74th United States Congress

74th United States Congress

The Seventy-fourth United States Congress was a meeting of the legislative branch of the United States federal government, composed of the United States Senate and the United States House of Representatives. It met in Washington, DC from January 3, 1935 to January 3, 1937, during the third and fourth years of Franklin Roosevelt's presidency. The apportionment of seats in the House of Representatives was based on the Fifteenth Census of the United States in 1930. Both chambers had a Democratic majority.

Read more about 74th United States Congress:  Major Events, Major Legislation, Changes of Membership

Famous quotes containing the words united, states and/or congress:

    The men the American people admire most extravagantly are the most daring liars; the men they detest most violently are those who try to tell them the truth. A Galileo could no more be elected President of the United States than he could be elected Pope of Rome. Both posts are reserved for men favored by God with an extraordinary genius for swathing the bitter facts of life in bandages of soft illusion.
    —H.L. (Henry Lewis)

    An ... important antidote to American democracy is American gerontocracy.

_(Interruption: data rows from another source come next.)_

//! SQLite-backed session and account storage.
//!
//! Provides persistent storage for:
//! - Focus session records (the local write path for the ledger)
//! - Local user accounts
//! - Key-value store for application state (machine snapshots, tokens)

use std::path::Path;
use std::sync::{Mutex, MutexGuard};

use chrono::{DateTime, Utc};
use rusqlite::{params, Connection};

use super::{migrations, SessionStore};
use crate::error::StoreError;
use crate::ledger::{FocusSession, SessionOutcome};

/// Raw account row. AuthService converts these into public profiles;
/// password material never leaves this layer otherwise.
#[derive(Debug, Clone)]
pub struct UserRecord {
    pub id: String,
    pub email: Option<String>,
    pub display_name: Option<String>,
    pub photo_url: Option<String>,
    pub password_salt: Option<String>,
    pub password_hash: Option<String>,
    pub is_anonymous: bool,
    pub created_at: DateTime<Utc>,
}

/// SQLite database for sessions, users, and app state.
///
/// The connection sits behind a mutex so the store can be shared across
/// the ledger, the auth service, and the tick task.
pub struct SqliteStore {
    conn: Mutex<Connection>,
}

impl SqliteStore {
    /// Open the database at `~/.config/evergreen-focus/evergreen.db`.
    ///
    /// Creates the database file and schema if they don't exist.
    ///
    /// # Errors
    /// Returns an error if the database cannot be opened or migrated.
    pub fn open() -> Result<Self, StoreError> {
        let path = super::data_dir()
            .map_err(|e| StoreError::QueryFailed(format!("data dir: {e}")))?
            .join("evergreen.db");
        Self::open_at(&path)
    }

    /// Open the database at a specific path (used by tests and tooling).
    pub fn open_at(path: &Path) -> Result<Self, StoreError> {
        let conn = Connection::open(path).map_err(|source| StoreError::OpenFailed {
            path: path.to_path_buf(),
            source,
        })?;
        migrations::migrate(&conn)
            .map_err(|e| StoreError::MigrationFailed(e.to_string()))?;
        Ok(Self {
            conn: Mutex::new(conn),
        })
    }

    /// Open an in-memory database (tests, ephemeral runs).
    pub fn open_memory() -> Result<Self, StoreError> {
        let conn = Connection::open_in_memory()?;
        migrations::migrate(&conn)
            .map_err(|e| StoreError::MigrationFailed(e.to_string()))?;
        Ok(Self {
            conn: Mutex::new(conn),
        })
    }

    fn conn(&self) -> Result<MutexGuard<'_, Connection>, StoreError> {
        self.conn.lock().map_err(|_| StoreError::Locked)
    }

    // ── Key-value store ──────────────────────────────────────────────

    /// Get a value from the kv store.
    pub fn kv_get(&self, key: &str) -> Result<Option<String>, StoreError> {
        let conn = self.conn()?;
        let mut stmt = conn.prepare("SELECT value FROM kv WHERE key = ?1")?;
        let result = stmt.query_row(params![key], |row| row.get::<_, String>(0));
        match result {
            Ok(v) => Ok(Some(v)),
            Err(rusqlite::Error::QueryReturnedNoRows) => Ok(None),
            Err(e) => Err(e.into()),
        }
    }

    /// Set a value in the kv store.
    pub fn kv_set(&self, key: &str, value: &str) -> Result<(), StoreError> {
        self.conn()?.execute(
            "INSERT OR REPLACE INTO kv (key, value) VALUES (?1, ?2)",
            params![key, value],
        )?;
        Ok(())
    }

    /// Remove a key from the kv store. Missing keys are not an error.
    pub fn kv_delete(&self, key: &str) -> Result<(), StoreError> {
        self.conn()?
            .execute("DELETE FROM kv WHERE key = ?1", params![key])?;
        Ok(())
    }

    // ── User accounts ────────────────────────────────────────────────

    pub fn insert_user(&self, user: &UserRecord) -> Result<(), StoreError> {
        self.conn()?.execute(
            "INSERT INTO users (id, email, display_name, photo_url, password_salt,
                                password_hash, is_anonymous, created_at)
             VALUES (?1, ?2, ?3, ?4, ?5, ?6, ?7, ?8)",
            params![
                user.id,
                user.email,
                user.display_name,
                user.photo_url,
                user.password_salt,
                user.password_hash,
                user.is_anonymous,
                user.created_at.to_rfc3339(),
            ],
        )?;
        Ok(())
    }

    pub fn user_by_id(&self, id: &str) -> Result<Option<UserRecord>, StoreError> {
        self.query_user("SELECT id, email, display_name, photo_url, password_salt,
                                password_hash, is_anonymous, created_at
                         FROM users WHERE id = ?1", id)
    }

    pub fn user_by_email(&self, email: &str) -> Result<Option<UserRecord>, StoreError> {
        self.query_user("SELECT id, email, display_name, photo_url, password_salt,
                                password_hash, is_anonymous, created_at
                         FROM users WHERE email = ?1", email)
    }

    fn query_user(&self, sql: &str, arg: &str) -> Result<Option<UserRecord>, StoreError> {
        let conn = self.conn()?;
        let mut stmt = conn.prepare(sql)?;
        let result = stmt.query_row(params![arg], row_to_user);
        match result {
            Ok(u) => Ok(Some(u)),
            Err(rusqlite::Error::QueryReturnedNoRows) => Ok(None),
            Err(e) => Err(e.into()),
        }
    }

    pub fn update_user_profile(
        &self,
        id: &str,
        display_name: Option<&str>,
        photo_url: Option<&str>,
    ) -> Result<(), StoreError> {
        self.conn()?.execute(
            "UPDATE users SET display_name = ?2, photo_url = ?3 WHERE id = ?1",
            params![id, display_name, photo_url],
        )?;
        Ok(())
    }

    pub fn update_user_password(
        &self,
        id: &str,
        salt: &str,
        hash: &str,
    ) -> Result<(), StoreError> {
        self.conn()?.execute(
            "UPDATE users SET password_salt = ?2, password_hash = ?3 WHERE id = ?1",
            params![id, salt, hash],
        )?;
        Ok(())
    }

    pub fn delete_user(&self, id: &str) -> Result<bool, StoreError> {
        let changed = self
            .conn()?
            .execute("DELETE FROM users WHERE id = ?1", params![id])?;
        Ok(changed > 0)
    }
}

impl SessionStore for SqliteStore {
    fn insert_session(&self, session: &FocusSession) -> Result<(), StoreError> {
        self.conn()?.execute(
            "INSERT OR REPLACE INTO sessions
                (id, owner_id, outcome, duration_min, recorded_at, time_planted_secs)
             VALUES (?1, ?2, ?3, ?4, ?5, ?6)",
            params![
                session.id,
                session.owner_id,
                session.outcome.as_str(),
                session.duration_min,
                session.recorded_at.to_rfc3339(),
                session.time_planted_secs,
            ],
        )?;
        Ok(())
    }

    fn delete_session(&self, owner_id: &str, id: &str) -> Result<bool, StoreError> {
        let changed = self.conn()?.execute(
            "DELETE FROM sessions WHERE id = ?1 AND owner_id = ?2",
            params![id, owner_id],
        )?;
        Ok(changed > 0)
    }

    fn sessions_for_owner(&self, owner_id: &str) -> Result<Vec<FocusSession>, StoreError> {
        let conn = self.conn()?;
        let mut stmt = conn.prepare(
            "SELECT id, owner_id, outcome, duration_min, recorded_at, time_planted_secs
             FROM sessions
             WHERE owner_id = ?1
             ORDER BY recorded_at DESC",
        )?;
        let rows = stmt.query_map(params![owner_id], row_to_session)?;

        let mut sessions = Vec::new();
        for row in rows {
            sessions.push(row?);
        }
        Ok(sessions)
    }

    fn delete_sessions_for_owner(&self, owner_id: &str) -> Result<u64, StoreError> {
        let changed = self.conn()?.execute(
            "DELETE FROM sessions WHERE owner_id = ?1",
            params![owner_id],
        )?;
        Ok(changed as u64)
    }
}

fn row_to_session(row: &rusqlite::Row<'_>) -> rusqlite::Result<FocusSession> {
    let outcome_str: String = row.get(2)?;
    let outcome = SessionOutcome::parse(&outcome_str).ok_or_else(|| {
        rusqlite::Error::FromSqlConversionFailure(
            2,
            rusqlite::types::Type::Text,
            format!("unknown outcome '{outcome_str}'").into(),
        )
    })?;
    Ok(FocusSession {
        id: row.get(0)?,
        owner_id: row.get(1)?,
        outcome,
        duration_min: row.get(3)?,
        recorded_at: parse_timestamp(&row.get::<_, String>(4)?, 4)?,
        time_planted_secs: row.get(5)?,
    })
}

fn row_to_user(row: &rusqlite::Row<'_>) -> rusqlite::Result<UserRecord> {
    Ok(UserRecord {
        id: row.get(0)?,
        email: row.get(1)?,
        display_name: row.get(2)?,
        photo_url: row.get(3)?,
        password_salt: row.get(4)?,
        password_hash: row.get(5)?,
        is_anonymous: row.get(6)?,
        created_at: parse_timestamp(&row.get::<_, String>(7)?, 7)?,
    })
}

fn parse_timestamp(raw: &str, column: usize) -> rusqlite::Result<DateTime<Utc>> {
    DateTime::parse_from_rfc3339(raw)
        .map(|dt| dt.with_timezone(&Utc))
        .map_err(|e| {
            rusqlite::Error::FromSqlConversionFailure(
                column,
                rusqlite::types::Type::Text,
                Box::new(e),
            )
        })
}
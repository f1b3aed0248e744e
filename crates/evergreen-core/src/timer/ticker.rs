//! One-second tick delivery.
//!
//! There is at most one live interval task per `TickSource`: arming
//! always cancels the previous task before spawning the next, so two
//! sources can never drive the same machine. Missed intervals are
//! skipped, not replayed, which keeps the downstream machine's
//! one-decrement-per-tick contract honest when the process stalls.

use std::time::Duration;

use tokio::task::JoinHandle;
use tokio::time::MissedTickBehavior;

/// Spawns and owns the 1 Hz tick task.
pub struct TickSource {
    handle: Option<JoinHandle<()>>,
}

impl TickSource {
    pub fn new() -> Self {
        Self { handle: None }
    }

    /// Start ticking. `on_tick` runs once per second until it returns
    /// `false` or the source is disarmed. Any previously armed task is
    /// cancelled first.
    ///
    /// Must be called from within a tokio runtime.
    pub fn arm<F>(&mut self, mut on_tick: F)
    where
        F: FnMut() -> bool + Send + 'static,
    {
        self.disarm();
        let handle = tokio::spawn(async move {
            let mut interval = tokio::time::interval(Duration::from_secs(1));
            interval.set_missed_tick_behavior(MissedTickBehavior::Skip);
            // The first tick resolves immediately; swallow it so the
            // initial second elapses before the first callback.
            interval.tick().await;
            loop {
                interval.tick().await;
                if !on_tick() {
                    break;
                }
            }
        });
        self.handle = Some(handle);
    }

    /// Cancel the tick task if one is running.
    pub fn disarm(&mut self) {
        if let Some(handle) = self.handle.take() {
            handle.abort();
        }
    }

    pub fn is_armed(&self) -> bool {
        self.handle
            .as_ref()
            .map(|h| !h.is_finished())
            .unwrap_or(false)
    }
}

impl Default for TickSource {
    fn default() -> Self {
        Self::new()
    }
}

impl Drop for TickSource {
    fn drop(&mut self) {
        self.disarm();
    }
}

#[cfg(test)]
mod tests {
    use super::*;
    use std::sync::atomic::{AtomicU64, Ordering};
    use std::sync::Arc;

    async fn advance_secs(n: u64) {
        for _ in 0..n {
            tokio::time::advance(Duration::from_secs(1)).await;
            tokio::task::yield_now().await;
        }
    }

    #[tokio::test(start_paused = true)]
    async fn ticks_once_per_second() {
        let count = Arc::new(AtomicU64::new(0));
        let count_in_cb = Arc::clone(&count);

        let mut source = TickSource::new();
        source.arm(move || {
            count_in_cb.fetch_add(1, Ordering::SeqCst);
            true
        });
        tokio::task::yield_now().await;

        advance_secs(5).await;
        assert_eq!(count.load(Ordering::SeqCst), 5);

        source.disarm();
        advance_secs(5).await;
        assert_eq!(count.load(Ordering::SeqCst), 5);
    }

    #[tokio::test(start_paused = true)]
    async fn rearming_cancels_the_previous_task() {
        let first = Arc::new(AtomicU64::new(0));
        let second = Arc::new(AtomicU64::new(0));

        let mut source = TickSource::new();
        let first_in_cb = Arc::clone(&first);
        source.arm(move || {
            first_in_cb.fetch_add(1, Ordering::SeqCst);
            true
        });
        tokio::task::yield_now().await;
        advance_secs(2).await;

        let second_in_cb = Arc::clone(&second);
        source.arm(move || {
            second_in_cb.fetch_add(1, Ordering::SeqCst);
            true
        });
        tokio::task::yield_now().await;
        advance_secs(3).await;

        // Only the replacement keeps ticking
        assert_eq!(first.load(Ordering::SeqCst), 2);
        assert_eq!(second.load(Ordering::SeqCst), 3);
    }

    #[tokio::test(start_paused = true)]
    async fn callback_returning_false_stops_the_task() {
        let count = Arc::new(AtomicU64::new(0));
        let count_in_cb = Arc::clone(&count);

        let mut source = TickSource::new();
        source.arm(move || {
            let n = count_in_cb.fetch_add(1, Ordering::SeqCst) + 1;
            n < 3
        });
        tokio::task::yield_now().await;

        advance_secs(10).await;
        assert_eq!(count.load(Ordering::SeqCst), 3);
        assert!(!source.is_armed());
    }

    #[tokio::test(start_paused = true)]
    async fn is_armed_tracks_lifecycle() {
        let mut source = TickSource::new();
        assert!(!source.is_armed());

        source.arm(|| true);
        assert!(source.is_armed());

        source.disarm();
        assert!(!source.is_armed());
    }
}
//! API error handling.
//!
//! Every failure leaves the control plane as `{"message": "..."}`.

use axum::{
    Json,
    extract::{FromRequest, Request},
    http::StatusCode,
    response::{IntoResponse, Response},
};
use serde::{Serialize, de::DeserializeOwned};

use crate::error::Error;

/// API error response body.
#[derive(Debug, Serialize)]
pub struct ApiErrorResponse {
    pub message: String,
}

/// API error type that can be converted to HTTP responses.
#[derive(Debug)]
pub struct ApiError {
    pub status: StatusCode,
    pub message: String,
}

impl ApiError {
    pub fn new(status: StatusCode, message: impl Into<String>) -> Self {
        Self {
            status,
            message: message.into(),
        }
    }

    /// 400 Bad Request.
    pub fn bad_request(message: impl Into<String>) -> Self {
        Self::new(StatusCode::BAD_REQUEST, message)
    }

    /// 404 Not Found.
    pub fn not_found(message: impl Into<String>) -> Self {
        Self::new(StatusCode::NOT_FOUND, message)
    }

    /// 409 Conflict.
    pub fn conflict(message: impl Into<String>) -> Self {
        Self::new(StatusCode::CONFLICT, message)
    }

    /// 422 Unprocessable Entity.
    pub fn validation(message: impl Into<String>) -> Self {
        Self::new(StatusCode::UNPROCESSABLE_ENTITY, message)
    }

    /// 500 Internal Server Error.
    pub fn internal(message: impl Into<String>) -> Self {
        Self::new(StatusCode::INTERNAL_SERVER_ERROR, message)
    }

    /// 501 Not Implemented.
    pub fn not_implemented(message: impl Into<String>) -> Self {
        Self::new(StatusCode::NOT_IMPLEMENTED, message)
    }
}

impl IntoResponse for ApiError {
    fn into_response(self) -> Response {
        let body = ApiErrorResponse {
            message: self.message,
        };
        (self.status, Json(body)).into_response()
    }
}

impl From<Error> for ApiError {
    fn from(err: Error) -> Self {
        match err {
            Error::NotFound { .. } => ApiError::not_found(err.to_string()),
            Error::Validation(msg) => ApiError::validation(msg),
            Error::NotImplemented(msg) => ApiError::not_implemented(msg),
            Error::InvalidStateTransition { .. } => ApiError::conflict(err.to_string()),
            Error::Io(e) => {
                tracing::error!("IO error: {}", e);
                ApiError::internal("IO error occurred")
            }
            _ => {
                tracing::error!("Unexpected error: {}", err);
                ApiError::internal(err.to_string())
            }
        }
    }
}

/// Result type for API handlers.
pub type ApiResult<T> = Result<T, ApiError>;

/// JSON request body that rejects with [`ApiError`].
///
/// The `Content-Type` header is not checked; any body that parses is
/// accepted.
#[derive(Debug)]
pub struct ApiJson<T>(pub T);

impl<S, T> FromRequest<S> for ApiJson<T>
where
    S: Send + Sync,
    T: DeserializeOwned,
{
    type Rejection = ApiError;

    async fn from_request(req: Request, state: &S) -> Result<Self, Self::Rejection> {
        let bytes = axum::body::Bytes::from_request(req, state)
            .await
            .map_err(|e| ApiError::bad_request(e.body_text()))?;
        parse_json(&bytes).map(ApiJson)
    }
}

/// Parse a request body, mapping any failure to 400.
pub fn parse_json<T: DeserializeOwned>(bytes: &[u8]) -> ApiResult<T> {
    serde_json::from_slice(bytes)
        .map_err(|e| ApiError::bad_request(format!("Invalid request body: {}", e)))
}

The positions of eminence and authority in Congress are allotted in accordance with length of service, regardless of quality. Superficial observers have long criticized the United States for making a fetish of youth. This is unfair. Uniquely among modern organs of public and private administration, its national legislature rewards senility.
    John Kenneth Galbraith (b. 1908)

    Any officer fit for duty who at this crisis would abandon his post to electioneer for a seat in Congress ought to be scalped.